■ ASSIGNMENT ■
Each record is to be printed exactly as given, down to the last mark.

■ AVAILABLE DATA ■
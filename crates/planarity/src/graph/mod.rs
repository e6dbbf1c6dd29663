pub mod crossings;
pub mod generator;

use std::fmt;
use std::ops::{Index, IndexMut};

use serde::{Deserialize, Serialize};

use crate::geometry::Point;

pub use crossings::{count_crossings, crossing_pairs};

/// Number of nodes in every puzzle.
pub const NODE_COUNT: usize = 6;
/// Fewest edges a dealt puzzle carries.
pub const MIN_EDGES: usize = 10;
/// Upper bound on edges a puzzle may hold.
pub const MAX_EDGES: usize = 12;
/// Squared grab radius around a node.
pub const GRAB_RADIUS_SQ: i64 = 25;

#[derive(Debug, Clone, PartialEq, Eq, thiserror::Error)]
pub enum GraphError {
    #[error("node index {0} out of range (expected 0..{NODE_COUNT})")]
    NodeOutOfRange(usize),

    #[error("edge {0} connects a node to itself")]
    SelfLoop(NodeId),

    #[error("too many edges: {0} (at most {MAX_EDGES})")]
    TooManyEdges(usize),
}

/// Bounds-checked index into the node arena.
#[derive(Debug, Clone, Copy, PartialEq, Eq, PartialOrd, Ord, Hash, Serialize, Deserialize)]
#[serde(try_from = "usize", into = "usize")]
pub struct NodeId(u8);

impl NodeId {
    pub fn new(index: usize) -> Result<Self, GraphError> {
        if index < NODE_COUNT {
            Ok(Self(index as u8))
        } else {
            Err(GraphError::NodeOutOfRange(index))
        }
    }

    const fn fixed(index: u8) -> Self {
        Self(index)
    }

    pub fn index(self) -> usize {
        self.0 as usize
    }

    /// All node ids in index order.
    pub fn all() -> impl Iterator<Item = NodeId> {
        (0..NODE_COUNT as u8).map(NodeId)
    }
}

impl TryFrom<usize> for NodeId {
    type Error = GraphError;

    fn try_from(index: usize) -> Result<Self, Self::Error> {
        Self::new(index)
    }
}

impl From<NodeId> for usize {
    fn from(id: NodeId) -> Self {
        id.index()
    }
}

impl fmt::Display for NodeId {
    fn fmt(&self, f: &mut fmt::Formatter<'_>) -> fmt::Result {
        write!(f, "{}", self.0)
    }
}

/// An undirected edge between two distinct nodes.
#[derive(Debug, Clone, Copy, PartialEq, Eq, Hash, Serialize, Deserialize)]
#[serde(try_from = "(usize, usize)", into = "(usize, usize)")]
pub struct Edge {
    a: NodeId,
    b: NodeId,
}

impl Edge {
    pub fn new(a: NodeId, b: NodeId) -> Result<Self, GraphError> {
        if a == b {
            return Err(GraphError::SelfLoop(a));
        }
        Ok(Self { a, b })
    }

    /// Build an edge from raw indices, validating both.
    pub fn from_indices(a: usize, b: usize) -> Result<Self, GraphError> {
        Self::new(NodeId::new(a)?, NodeId::new(b)?)
    }

    const fn fixed(a: u8, b: u8) -> Self {
        Self {
            a: NodeId::fixed(a),
            b: NodeId::fixed(b),
        }
    }

    pub fn endpoints(self) -> (NodeId, NodeId) {
        (self.a, self.b)
    }

    pub fn shares_endpoint(self, other: Edge) -> bool {
        self.a == other.a || self.a == other.b || self.b == other.a || self.b == other.b
    }

    pub fn touches(self, node: NodeId) -> bool {
        self.a == node || self.b == node
    }
}

impl TryFrom<(usize, usize)> for Edge {
    type Error = GraphError;

    fn try_from((a, b): (usize, usize)) -> Result<Self, Self::Error> {
        Self::from_indices(a, b)
    }
}

impl From<Edge> for (usize, usize) {
    fn from(edge: Edge) -> Self {
        (edge.a.index(), edge.b.index())
    }
}

impl fmt::Display for Edge {
    fn fmt(&self, f: &mut fmt::Formatter<'_>) -> fmt::Result {
        write!(f, "{}-{}", self.a, self.b)
    }
}

/// Nine edges present in every puzzle.
pub const BASE_EDGES: [Edge; 9] = [
    Edge::fixed(0, 1),
    Edge::fixed(1, 2),
    Edge::fixed(0, 4),
    Edge::fixed(4, 3),
    Edge::fixed(1, 5),
    Edge::fixed(2, 5),
    Edge::fixed(4, 5),
    Edge::fixed(3, 5),
    Edge::fixed(0, 2),
];

/// Optional edges, appended in order as the edge count grows.
pub const EXTRA_EDGES: [Edge; 3] = [Edge::fixed(0, 3), Edge::fixed(4, 1), Edge::fixed(3, 2)];

/// The fixed topology truncated to `edge_count` edges (clamped to 9..=12).
pub fn topology(edge_count: usize) -> Vec<Edge> {
    let count = edge_count.clamp(BASE_EDGES.len(), MAX_EDGES);
    BASE_EDGES
        .iter()
        .chain(EXTRA_EDGES.iter())
        .take(count)
        .copied()
        .collect()
}

/// A crossing-free embedding of the full twelve-edge topology.
///
/// Any prefix of the topology stays crossing-free in this layout, so every
/// generated puzzle is solvable by moving its nodes here.
pub fn reference_layout() -> Nodes {
    Nodes([
        Point::new(120, 45),
        Point::new(10, 230),
        Point::new(230, 230),
        Point::new(155, 150),
        Point::new(85, 150),
        Point::new(120, 200),
    ])
}

/// Fixed-size node arena.
#[derive(Debug, Clone, Copy, Default, PartialEq, Eq, Serialize, Deserialize)]
#[serde(transparent)]
pub struct Nodes(pub [Point; NODE_COUNT]);

impl Nodes {
    pub fn iter(&self) -> impl Iterator<Item = (NodeId, Point)> + '_ {
        NodeId::all().zip(self.0.iter().copied())
    }

    /// First node (in index order) within the grab radius of `at`.
    pub fn hit_test(&self, at: Point) -> Option<NodeId> {
        self.iter()
            .find(|(_, p)| p.distance_sq(at) <= GRAB_RADIUS_SQ)
            .map(|(id, _)| id)
    }
}

impl Index<NodeId> for Nodes {
    type Output = Point;

    fn index(&self, id: NodeId) -> &Point {
        &self.0[id.index()]
    }
}

impl IndexMut<NodeId> for Nodes {
    fn index_mut(&mut self, id: NodeId) -> &mut Point {
        &mut self.0[id.index()]
    }
}

/// Node layout plus edge list.
#[derive(Debug, Clone, PartialEq, Eq, Serialize, Deserialize)]
pub struct Puzzle {
    pub nodes: Nodes,
    edges: Vec<Edge>,
}

impl Puzzle {
    pub fn new(nodes: Nodes, edges: Vec<Edge>) -> Result<Self, GraphError> {
        if edges.len() > MAX_EDGES {
            return Err(GraphError::TooManyEdges(edges.len()));
        }
        Ok(Self { nodes, edges })
    }

    /// All nodes at the origin, no edges. Placeholder before a puzzle is dealt.
    pub fn empty() -> Self {
        Self {
            nodes: Nodes::default(),
            edges: Vec::new(),
        }
    }

    pub fn edges(&self) -> &[Edge] {
        &self.edges
    }

    pub fn crossings(&self) -> usize {
        count_crossings(&self.nodes, &self.edges)
    }

    /// Validate a deserialized puzzle (serde does not see the edge limit).
    pub fn validated(self) -> Result<Self, GraphError> {
        Self::new(self.nodes, self.edges)
    }
}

■ RESPONSE TO THE TASK ■
filename crates/planarity/src/graph/mod.rs
repository e6dbbf1c6dd29663
pub mod crossings;
pub mod generator;

use std::fmt;
use std::ops::{Index, IndexMut};

use serde::{Deserialize, Serialize};

use crate::geometry::Point;

pub use crossings::{count_crossings, crossing_pairs};

/// Number of nodes in every puzzle.
pub const NODE_COUNT: usize = 6;
/// Fewest edges a dealt puzzle carries.
pub const MIN_EDGES: usize = 10;
/// Upper bound on edges a puzzle may hold.
pub const MAX_EDGES: usize = 12;
/// Squared grab radius around a node.
pub const GRAB_RADIUS_SQ: i64 = 25;

#[derive(Debug, Clone, PartialEq, Eq, thiserror::Error)]
pub enum GraphError {
    #[error("node index {0} out of range (expected 0..{NODE_COUNT})")]
    NodeOutOfRange(usize),

    #[error("edge {0} connects a node to itself")]
    SelfLoop(NodeId),

    #[error("too many edges: {0} (at most {MAX_EDGES})")]
    TooManyEdges(usize),
}

/// Bounds-checked index into the node arena.
#[derive(Debug, Clone, Copy, PartialEq, Eq, PartialOrd, Ord, Hash, Serialize, Deserialize)]
#[serde(try_from = "usize", into = "usize")]
pub struct NodeId(u8);

impl NodeId {
    pub fn new(index: usize) -> Result<Self, GraphError> {
        if index < NODE_COUNT {
            Ok(Self(index as u8))
        } else {
            Err(GraphError::NodeOutOfRange(index))
        }
    }

    const fn fixed(index: u8) -> Self {
        Self(index)
    }

    pub fn index(self) -> usize {
        self.0 as usize
    }

    /// All node ids in index order.
    pub fn all() -> impl Iterator<Item = NodeId> {
        (0..NODE_COUNT as u8).map(NodeId)
    }
}

impl TryFrom<usize> for NodeId {
    type Error = GraphError;

    fn try_from(index: usize) -> Result<Self, Self::Error> {
        Self::new(index)
    }
}

impl From<NodeId> for usize {
    fn from(id: NodeId) -> Self {
        id.index()
    }
}

impl fmt::Display for NodeId {
    fn fmt(&self, f: &mut fmt::Formatter<'_>) -> fmt::Result {
        write!(f, "{}", self.0)
    }
}

/// An undirected edge between two distinct nodes.
#[derive(Debug, Clone, Copy, PartialEq, Eq, Hash, Serialize, Deserialize)]
#[serde(try_from = "(usize, usize)", into = "(usize, usize)")]
pub struct Edge {
    a: NodeId,
    b: NodeId,
}

impl Edge {
    pub fn new(a: NodeId, b: NodeId) -> Result<Self, GraphError> {
        if a == b {
            return Err(GraphError::SelfLoop(a));
        }
        Ok(Self { a, b })
    }

    /// Build an edge from raw indices, validating both.
    pub fn from_indices(a: usize, b: usize) -> Result<Self, GraphError> {
        Self::new(NodeId::new(a)?, NodeId::new(b)?)
    }

    const fn fixed(a: u8, b: u8) -> Self {
        Self {
            a: NodeId::fixed(a),
            b: NodeId::fixed(b),
        }
    }

    pub fn endpoints(self) -> (NodeId, NodeId) {
        (self.a, self.b)
    }

    pub fn shares_endpoint(self, other: Edge) -> bool {
        self.a == other.a || self.a == other.b || self.b == other.a || self.b == other.b
    }

    pub fn touches(self, node: NodeId) -> bool {
        self.a == node || self.b == node
    }
}

impl TryFrom<(usize, usize)> for Edge {
    type Error = GraphError;

    fn try_from((a, b): (usize, usize)) -> Result<Self, Self::Error> {
        Self::from_indices(a, b)
    }
}

impl From<Edge> for (usize, usize) {
    fn from(edge: Edge) -> Self {
        (edge.a.index(), edge.b.index())
    }
}

impl fmt::Display for Edge {
    fn fmt(&self, f: &mut fmt::Formatter<'_>) -> fmt::Result {
        write!(f, "{}-{}", self.a, self.b)
    }
}

/// Nine edges present in every puzzle.
pub const BASE_EDGES: [Edge; 9] = [
    Edge::fixed(0, 1),
    Edge::fixed(1, 2),
    Edge::fixed(0, 4),
    Edge::fixed(4, 3),
    Edge::fixed(1, 5),
    Edge::fixed(2, 5),
    Edge::fixed(4, 5),
    Edge::fixed(3, 5),
    Edge::fixed(0, 2),
];

/// Optional edges, appended in order as the edge count grows.
pub const EXTRA_EDGES: [Edge; 3] = [Edge::fixed(0, 3), Edge::fixed(4, 1), Edge::fixed(3, 2)];

/// The fixed topology truncated to `edge_count` edges (clamped to 9..=12).
pub fn topology(edge_count: usize) -> Vec<Edge> {
    let count = edge_count.clamp(BASE_EDGES.len(), MAX_EDGES);
    BASE_EDGES
        .iter()
        .chain(EXTRA_EDGES.iter())
        .take(count)
        .copied()
        .collect()
}

/// A crossing-free embedding of the full twelve-edge topology.
///
/// Any prefix of the topology stays crossing-free in this layout, so every
/// generated puzzle is solvable by moving its nodes here.
pub fn reference_layout() -> Nodes {
    Nodes([
        Point::new(120, 45),
        Point::new(10, 230),
        Point::new(230, 230),
        Point::new(155, 150),
        Point::new(85, 150),
        Point::new(120, 200),
    ])
}

/// Fixed-size node arena.
#[derive(Debug, Clone, Copy, Default, PartialEq, Eq, Serialize, Deserialize)]
#[serde(transparent)]
pub struct Nodes(pub [Point; NODE_COUNT]);

impl Nodes {
    pub fn iter(&self) -> impl Iterator<Item = (NodeId, Point)> + '_ {
        NodeId::all().zip(self.0.iter().copied())
    }

    /// First node (in index order) within the grab radius of `at`.
    pub fn hit_test(&self, at: Point) -> Option<NodeId> {
        self.iter()
            .find(|(_, p)| p.distance_sq(at) <= GRAB_RADIUS_SQ)
            .map(|(id, _)| id)
    }
}

impl Index<NodeId> for Nodes {
    type Output = Point;

    fn index(&self, id: NodeId) -> &Point {
        &self.0[id.index()]
    }
}

impl IndexMut<NodeId> for Nodes {
    fn index_mut(&mut self, id: NodeId) -> &mut Point {
        &mut self.0[id.index()]
    }
}

/// Node layout plus edge list.
#[derive(Debug, Clone, PartialEq, Eq, Serialize, Deserialize)]
pub struct Puzzle {
    pub nodes: Nodes,
    edges: Vec<Edge>,
}

impl Puzzle {
    pub fn new(nodes: Nodes, edges: Vec<Edge>) -> Result<Self, GraphError> {
        if edges.len() > MAX_EDGES {
            return Err(GraphError::TooManyEdges(edges.len()));
        }
        Ok(Self { nodes, edges })
    }

    /// All nodes at the origin, no edges. Placeholder before a puzzle is dealt.
    pub fn empty() -> Self {
        Self {
            nodes: Nodes::default(),
            edges: Vec::new(),
        }
    }

    pub fn edges(&self) -> &[Edge] {
        &self.edges
    }

    pub fn crossings(&self) -> usize {
        count_crossings(&self.nodes, &self.edges)
    }

    /// Validate a deserialized puzzle (serde does not see the edge limit).
    pub fn validated(self) -> Result<Self, GraphError> {
        Self::new(self.nodes, self.edges)
    }
}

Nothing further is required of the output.